Doctor holding an anatomical diagram of the female urinary system during a consultation

The majority of urethral caruncles occur in postmenopausal women. The drop in estrogen leads to atrophy of the urethral and vaginal mucosa, with a loss of elasticity and increased fragility of the perimeatal tissues. This condition favors the herniation of the urethral mucosa through the meatus.

The genitourinary syndrome of menopause (GSM) constitutes the reference nosological framework. It associates vaginal dryness, dyspareunia, pollakiuria, and recurrent urinary infections. The urethral caruncle fits into this picture of global mucosal atrophy, not as an isolated pathology.

Chronic irritations (hygienic protections, tight clothing, microtraumas related to intercourse) exacerbate the phenomenon on already weakened mucosa. This association explains why local treatment with topical estrogens constitutes the first-line therapy, before any surgical discussion.

Symptoms of the urethral caruncle: what motivates the consultation

The urethral caruncle remains asymptomatic in a significant proportion of cases and is then discovered during examination. When it becomes symptomatic, the clinical picture associates several signs to varying degrees:

  • Bleeding on contact or spotting in underwear, often confused with postmenopausal vaginal bleeding
  • Pain or burning during urination (dysuria), sometimes wrongly attributed to a cystitis or urinary infection
  • Soft, reddish mass visible at the urethral meatus, sensitive to palpation
  • Discomfort with direct contact (clothing, sexual intercourse, wiping)

Pain is rarely spontaneous but is constantly provoked by contact. This mechanical nature of the symptoms points towards the caruncle rather than a pure urinary infection, where the pain is mainly during urination.

The most common diagnostic error is treating dysuria related to the caruncle with antibiotics, thinking it is a bacterial infection. A negative urine culture in a postmenopausal woman presenting with dysuria should prompt investigation for a lesion of the meatus.

Treatment of the urethral caruncle: topical estrogens versus surgical excision

Woman reading a brochure about urinary health in a pharmacy

The first-line treatment is based on the application of estrogens in cream (estriol or estradiol) directly on the lesion and the peri-urethral mucosa. This local treatment aims to restore mucosal trophicity and reduce the size of the caruncle. The response to topical estrogens is usually achieved within a few weeks in most cases of moderate symptoms.

Topical anti-inflammatories can complement the treatment in cases of marked inflammatory components. Warm sitz baths provide symptomatic relief by reducing local edema.

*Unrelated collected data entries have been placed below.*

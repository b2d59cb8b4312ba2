//! Domain-level errors.
//!
//! These errors represent business rule violations and domain logic failures.
//! They are independent of infrastructure concerns (persistence, transport).

use thiserror::Error;

/// Domain-specific errors for business rule violations.
#[derive(Error, Debug, Clone, PartialEq, Eq)]
pub enum DomainError {
    /// Validation failed for a field or input
    #[error("Validation error: {0}")]
    Validation(String),

    /// Entity not found
    #[error("Not found: {0}")]
    NotFound(String),

    /// Entity already exists (conflict)
    #[error("{0} already exists")]
    Conflict(String),

    /// Operation not allowed in the aggregate's current state
    #[error("Invalid state: {0}")]
    InvalidState(String),

    /// Internal domain error
    #[error("Internal error: {0}")]
    Internal(String),
}

impl DomainError {
    /// Create a validation error
    pub fn validation(msg: impl Into<String>) -> Self {
        DomainError::Validation(msg.into())
    }

    /// Create a not found error
    pub fn not_found(entity: impl Into<String>) -> Self {
        DomainError::NotFound(entity.into())
    }

    /// Create a conflict error
    pub fn conflict(entity: impl Into<String>) -> Self {
        DomainError::Conflict(entity.into())
    }

    /// Create an invalid state error
    pub fn invalid_state(msg: impl Into<String>) -> Self {
        DomainError::InvalidState(msg.into())
    }

    /// Create an internal error
    pub fn internal(msg: impl Into<String>) -> Self {
        DomainError::Internal(msg.into())
    }
}

/// Result type alias for domain operations
pub type DomainResult<T> = Result<T, DomainError>;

Surgical excision is discussed in three specific situations:

  • Large, symptomatic caruncle despite well-conducted medical treatment for several weeks
  • Recurrent or abundant bleeding impacting quality of life
  • Diagnostic doubt requiring complete histological analysis of the lesion

The procedure consists of excision at the base, under local or locoregional anesthesia. Suturing the urethral mucosa to the perineal skin reduces the risk of recurrence. Post-surgical recurrence remains possible if the estrogen deficiency is not corrected, which justifies the continuation of local hormonal treatment after the intervention.

Urethral caruncle and recurrent urinary infections: an underestimated link

The urethral caruncle alters urinary flow at the meatus. A large lesion can deflect the stream, promote peri-meatal stasis, and create an environment conducive to bacterial colonization. In postmenopausal women suffering from recurrent cystitis, we systematically look for an anomaly of the meatus.

Treating the caruncle with topical estrogens contributes to the prevention of recurrent urinary infections by restoring the lactobacillus vaginal flora and improving local mucosal defenses. This integrated approach, combining management of genitourinary atrophy and prevention of infections, yields better results than repeated antibiotic treatment.

Treating the urethral caruncle also means addressing the underlying mucosal atrophy. The isolated prescription of antibiotics for recurrent cystitis without examination of the urethral meatus represents a missed therapeutic opportunity for postmenopausal women. A perineal clinical examination remains the key to appropriate management.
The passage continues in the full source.